CS525: Parallel Computing
Spring 2013.
Ananth Grama, ayg@cs.purdue.edu, 494 6964
-
Assignment 1 (Due Jan 25): You are required to write a parallel PageRank
program in MPI. Web graphs of various sizes are available from the
Stanford Network Repository.
Your program must take one of these files as input. For the purposes of
this assignment, one processor reads the file and communicates equal
number of nodes to all other processes. The processes initialize their
pagerank values to the identity vector (normalized) and compute page
rank through iterative multiplication with the matrix (power iterations).
The process continues until the pageranks do not change significantly
(the two-norm of the pagerank vector changes by less than 10^{-5}, say.
The key challenge in this assignment is to write a highly optimized
matrix-vector product. As indicated in the class, you do not want to
broadcast the entire intermediate pagerank vector to all processors. This
is unlikely to give you good performance on larger number of processors.
For this reason, you only want to communicate the necessary elements of
the vector to processors that need them.
To get started on the mc cluster,
here are some instructions.
Grading: Your solutions will be graded by running the program on
the test inputs.

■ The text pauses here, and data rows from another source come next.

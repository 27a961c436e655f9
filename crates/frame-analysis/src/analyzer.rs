//! Frame-consistency analyzer
//!
//! [`FrameConsistencyAnalyzer`] owns the history window and the active
//! configuration. Each analysis stacks the window once and runs the
//! difference, stability, anomaly and noise engines over that snapshot, then
//! scores the combined result.

use crate::algorithms::{AnomalyDetector, DifferenceEngine, NoiseAnalyzer, StabilityEngine};
use crate::buffer::FrameBuffer;
use crate::config::{AnalysisConfig, ConfigUpdate};
use crate::scoring::{consistency_score, ScoreInputs};
use crate::traits::WindowAnalyzer;
use crate::types::{AnalysisResult, PerformanceStats, SummaryStats};
use crate::window::FrameWindow;
use frame_core::{FrameShape, IntoFrame, Result};
use std::time::SystemTime;
use tracing::{debug, info, instrument};

/// Sliding-window consistency analysis of a stream of frames
#[derive(Debug, Clone)]
pub struct FrameConsistencyAnalyzer {
    config: AnalysisConfig,
    buffer: FrameBuffer,
    analysis_count: u64,
    last_analysis_time: Option<SystemTime>,
}

impl FrameConsistencyAnalyzer {
    /// Create an analyzer with an empty history
    pub fn new(config: AnalysisConfig) -> Result<Self> {
        config.validate()?;
        let buffer = FrameBuffer::new(config.max_history_size)?;
        info!(
            max_history_size = config.max_history_size,
            anomaly_threshold = config.anomaly_threshold,
            stability_threshold = config.stability_threshold,
            noise_threshold = config.noise_threshold,
            "frame consistency analyzer created"
        );
        Ok(Self {
            config,
            buffer,
            analysis_count: 0,
            last_analysis_time: None,
        })
    }

    /// Create an analyzer with the default configuration
    pub fn with_defaults() -> Result<Self> {
        Self::new(AnalysisConfig::default())
    }

    /// Append a copy of `frame` to the history
    ///
    /// Fails, leaving the history untouched, if the frame is missing, not 2D
    /// or shaped differently from the frames already held.
    pub fn add_frame<F: IntoFrame>(&mut self, frame: F) -> Result<()> {
        self.buffer.push(frame)?;
        Ok(())
    }

    /// Optionally append `current_frame`, then analyze the history
    ///
    /// The minimum-frame check runs on the history as it stands before the
    /// call. Below the floor the result is empty and `current_frame` is
    /// dropped without being stored.
    pub fn analyze_frame_consistency<F: IntoFrame>(
        &mut self,
        current_frame: Option<F>,
    ) -> Result<AnalysisResult> {
        if self.below_floor() {
            debug!(
                frames = self.buffer.len(),
                required = self.config.min_frames_for_analysis,
                "not enough frames for analysis, current frame dropped"
            );
            return Ok(AnalysisResult::empty());
        }
        if let Some(frame) = current_frame {
            self.add_frame(frame)?;
        }
        self.analyze()
    }

    fn below_floor(&self) -> bool {
        self.buffer.is_empty() || self.buffer.len() < self.config.min_frames_for_analysis
    }

    /// Analyze the current history
    pub fn analyze(&mut self) -> Result<AnalysisResult> {
        self.analyze_at(SystemTime::now())
    }

    /// Analyze the current history as of `now`
    ///
    /// `now` is the reference anomaly timestamps are back-dated from and the
    /// reported analysis time. A history shorter than
    /// `min_frames_for_analysis` yields [`AnalysisResult::empty`].
    #[instrument(skip_all, fields(frames = self.buffer.len()))]
    pub fn analyze_at(&mut self, now: SystemTime) -> Result<AnalysisResult> {
        if self.below_floor() {
            debug!(
                required = self.config.min_frames_for_analysis,
                "not enough frames for analysis"
            );
            return Ok(AnalysisResult::empty());
        }

        let window = self.buffer.window(now)?;
        let result = analyze_window(&self.config, &window)?;

        self.analysis_count += 1;
        self.last_analysis_time = Some(now);
        Ok(result)
    }

    /// Drop every stored frame and reset the analysis counters
    pub fn clear_history(&mut self) {
        self.buffer.clear();
        self.analysis_count = 0;
        self.last_analysis_time = None;
        info!("frame history cleared");
    }

    /// Active configuration
    pub fn config(&self) -> &AnalysisConfig {
        &self.config
    }

    /// Merge `update` into the configuration
    ///
    /// The merged config is validated before it replaces the current one; on
    /// error nothing changes. A smaller `max_history_size` evicts the oldest
    /// frames straight away.
    pub fn update_config(&mut self, update: &ConfigUpdate) -> Result<()> {
        let next = self.config.merged(update)?;
        let evicted = self.buffer.set_capacity(next.max_history_size)?;
        self.config = next;
        info!(?update, evicted, "analysis config updated");
        Ok(())
    }

    /// Window size and estimated memory held by the history
    pub fn performance_stats(&self) -> PerformanceStats {
        let shape = self.buffer.shape();
        let cells = shape.map_or(0, |s| s.cells());
        PerformanceStats {
            frame_history_size: self.buffer.len(),
            memory_usage_estimate: self.buffer.len() * cells * std::mem::size_of::<f64>(),
            analysis_count: self.analysis_count,
            last_analysis_time: self.last_analysis_time,
            frame_shape: shape,
            data_type: shape.map(|_| "f64"),
        }
    }

    /// Number of frames in the history
    pub fn len(&self) -> usize {
        self.buffer.len()
    }

    pub fn is_empty(&self) -> bool {
        self.buffer.is_empty()
    }

    /// Shape of the stored frames, if any are stored
    pub fn frame_shape(&self) -> Option<FrameShape> {
        self.buffer.shape()
    }

    /// Read-only view of the history
    pub fn history(&self) -> &FrameBuffer {
        &self.buffer
    }
}

/// Run every engine over `window` and score the combined result
///
/// Pure in `config` and `window`; the analyzer's minimum-frame check for the
/// whole analysis is not applied here.
pub fn analyze_window(config: &AnalysisConfig, window: &FrameWindow) -> Result<AnalysisResult> {
    let frame_differences = DifferenceEngine::new().analyze_window(window)?;
    let stability_metrics = StabilityEngine::from_config(config).analyze_window(window)?;
    let anomaly_frames = AnomalyDetector::from_config(config)
        .analyze_window(window)?
        .unwrap_or_default();
    let noise_characteristics = NoiseAnalyzer::from_config(config).analyze_window(window)?;

    let inputs = ScoreInputs::from_results(
        frame_differences.as_ref(),
        stability_metrics.as_ref(),
        noise_characteristics.as_ref(),
        &anomaly_frames,
    );
    let score = consistency_score(&inputs, &config.consistency_weights);

    let summary = SummaryStats::from_components(
        window.len(),
        score,
        window.captured_at(),
        frame_differences.as_ref(),
        stability_metrics.as_ref(),
        noise_characteristics.as_ref(),
        &anomaly_frames,
    );

    debug!(
        frames = window.len(),
        score = score.value(),
        anomalies = anomaly_frames.len(),
        stability = stability_metrics.is_some(),
        noise = noise_characteristics.is_some(),
        "analysis complete"
    );

    Ok(AnalysisResult {
        frame_differences,
        stability_metrics,
        anomaly_frames,
        noise_characteristics,
        consistency_score: score,
        summary_stats: Some(summary),
    })
}
//! Result types produced by the analysis engines

use crate::scoring::ConsistencyScore;
use frame_core::FrameShape;
use ndarray::{Array2, Array3};
use serde::Serialize;
use std::time::SystemTime;

/// Consecutive-pair differences across the window
#[derive(Debug, Clone, PartialEq, Serialize)]
pub struct FrameDifferenceResult {
    /// `|frame[i] - frame[i-1]|`, one slice per pair
    pub absolute_differences: Array3<f64>,

    /// Absolute difference over the earlier frame, 0 where that frame is near zero
    pub relative_differences: Array3<f64>,

    /// Mean absolute difference of each pair
    pub pair_mean_abs_diffs: Vec<f64>,

    /// Mean relative difference of each pair
    pub pair_mean_rel_diffs: Vec<f64>,

    /// Mean over pairs of the per-pair mean absolute difference
    pub mean_abs_diff: f64,

    /// Largest single-cell absolute difference
    pub max_abs_diff: f64,

    /// Largest per-pair mean absolute difference
    pub max_pair_mean_abs_diff: f64,

    /// Mean over pairs of the per-pair mean relative difference
    pub mean_rel_diff: f64,

    /// Largest single-cell relative difference
    pub max_rel_diff: f64,

    /// Largest per-pair mean relative difference
    pub max_pair_mean_rel_diff: f64,
}

impl FrameDifferenceResult {
    /// Number of consecutive pairs analyzed
    pub fn pair_count(&self) -> usize {
        self.pair_mean_abs_diffs.len()
    }
}

/// Per-cell temporal stability
#[derive(Debug, Clone, PartialEq, Serialize)]
pub struct StabilityResult {
    /// `max(0, 1 - cv)` per cell
    pub stability_map: Array2<f64>,

    /// Temporal variance per cell (population)
    pub variance_map: Array2<f64>,

    /// Coefficient of variation per cell, 0 where the mean is near zero
    pub cv_map: Array2<f64>,

    pub mean_stability: f64,
    pub mean_variance: f64,
    pub mean_cv: f64,

    /// Cells whose cv exceeds the stability threshold
    pub unstable_sensors: usize,
}

/// Per-cell noise power and dominant frequency
#[derive(Debug, Clone, PartialEq, Serialize)]
pub struct NoiseResult {
    /// Temporal variance per cell
    pub noise_power_map: Array2<f64>,

    /// Dominant frequency per cell in cycles per frame, 0 for short windows
    pub noise_frequency_map: Array2<f64>,

    pub mean_noise_power: f64,
    pub mean_noise_frequency: f64,

    /// Cells whose noise power exceeds the mean power times the noise threshold
    pub high_noise_sensors: usize,
}

/// A frame that changed sharply and uniformly relative to its predecessor
#[derive(Debug, Clone, PartialEq, Serialize)]
pub struct AnomalyRecord {
    /// Position of the frame in the window, oldest = 0
    pub frame_index: usize,

    /// `mean / (std + ε)` of the difference to the previous frame
    pub anomaly_score: f64,

    pub mean_difference: f64,
    pub max_difference: f64,

    /// Approximate capture time, back-dated by the configured frame
    /// interval; reliable only as an ordering
    pub timestamp: SystemTime,
}

/// Flat scalar view of one analysis, for reporting
///
/// Components that were not computed report zeros.
#[derive(Debug, Clone, PartialEq, Serialize)]
pub struct SummaryStats {
    pub total_frames: usize,
    pub consistency_score: f64,
    pub analysis_time: SystemTime,
    pub mean_frame_difference: f64,
    pub max_frame_difference: f64,
    pub mean_relative_difference: f64,
    pub mean_stability: f64,
    pub mean_variance: f64,
    pub unstable_sensors: usize,
    pub mean_noise_power: f64,
    pub high_noise_sensors: usize,
    pub anomaly_frame_count: usize,

    /// Anomalies per frame in the window
    pub anomaly_rate: f64,
}

impl SummaryStats {
    /// Flatten the component results of one analysis
    pub fn from_components(
        total_frames: usize,
        consistency_score: ConsistencyScore,
        analysis_time: SystemTime,
        differences: Option<&FrameDifferenceResult>,
        stability: Option<&StabilityResult>,
        noise: Option<&NoiseResult>,
        anomalies: &[AnomalyRecord],
    ) -> Self {
        Self {
            total_frames,
            consistency_score: consistency_score.value(),
            analysis_time,
            mean_frame_difference: differences.map_or(0.0, |d| d.mean_abs_diff),
            max_frame_difference: differences.map_or(0.0, |d| d.max_abs_diff),
            mean_relative_difference: differences.map_or(0.0, |d| d.mean_rel_diff),
            mean_stability: stability.map_or(0.0, |s| s.mean_stability),
            mean_variance: stability.map_or(0.0, |s| s.mean_variance),
            unstable_sensors: stability.map_or(0, |s| s.unstable_sensors),
            mean_noise_power: noise.map_or(0.0, |n| n.mean_noise_power),
            high_noise_sensors: noise.map_or(0, |n| n.high_noise_sensors),
            anomaly_frame_count: anomalies.len(),
            anomaly_rate: anomalies.len() as f64 / total_frames.max(1) as f64,
        }
    }
}

/// Everything one analysis pass produced
///
/// Each component is `None` when its minimum-frame floor was not met.
#[derive(Debug, Clone, PartialEq, Serialize)]
pub struct AnalysisResult {
    pub frame_differences: Option<FrameDifferenceResult>,
    pub stability_metrics: Option<StabilityResult>,
    pub anomaly_frames: Vec<AnomalyRecord>,
    pub noise_characteristics: Option<NoiseResult>,
    pub consistency_score: ConsistencyScore,
    pub summary_stats: Option<SummaryStats>,
}

impl AnalysisResult {
    /// Result for a window below the overall analysis floor
    pub fn empty() -> Self {
        Self {
            frame_differences: None,
            stability_metrics: None,
            anomaly_frames: Vec::new(),
            noise_characteristics: None,
            consistency_score: ConsistencyScore::ZERO,
            summary_stats: None,
        }
    }

    /// Whether no analysis ran at all
    pub fn is_empty(&self) -> bool {
        self.summary_stats.is_none()
    }
}

/// Window size and memory footprint of an analyzer
#[derive(Debug, Clone, PartialEq, Serialize)]
pub struct PerformanceStats {
    pub frame_history_size: usize,

    /// `frames * height * width * 8` bytes
    pub memory_usage_estimate: usize,

    /// Completed analyses since construction or the last history clear
    pub analysis_count: u64,

    pub last_analysis_time: Option<SystemTime>,

    /// Present once a frame is stored
    pub frame_shape: Option<FrameShape>,

    /// Element type of stored frames, present once a frame is stored
    pub data_type: Option<&'static str>,
}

You will be graded on two counts -- first, your serial
runtime should not be very high (i.e., you must have a meaningfully
efficient serial sparse matrix-vector product). Second, you should get
reasonable parallel speedup. The grading scale is as follows:
30% points for programs that execute correctly. 70% of the points for
performance. All programs will be run on the mc (mc01-18) cluster in the
department (this is the cluster you should use to benchmark your programs
as well) on up to 16 cores. If you get a speedup of more than 12, you will
get all 70%. If you get a speedup of between 8 and 12, you get 50%,
4 and 8, you get 30%, 1 - 4, you get 15%. No points for speedup of under
1 (!). These speedups are for the largest problem instance in the Stanford
web respository that your program can execute on.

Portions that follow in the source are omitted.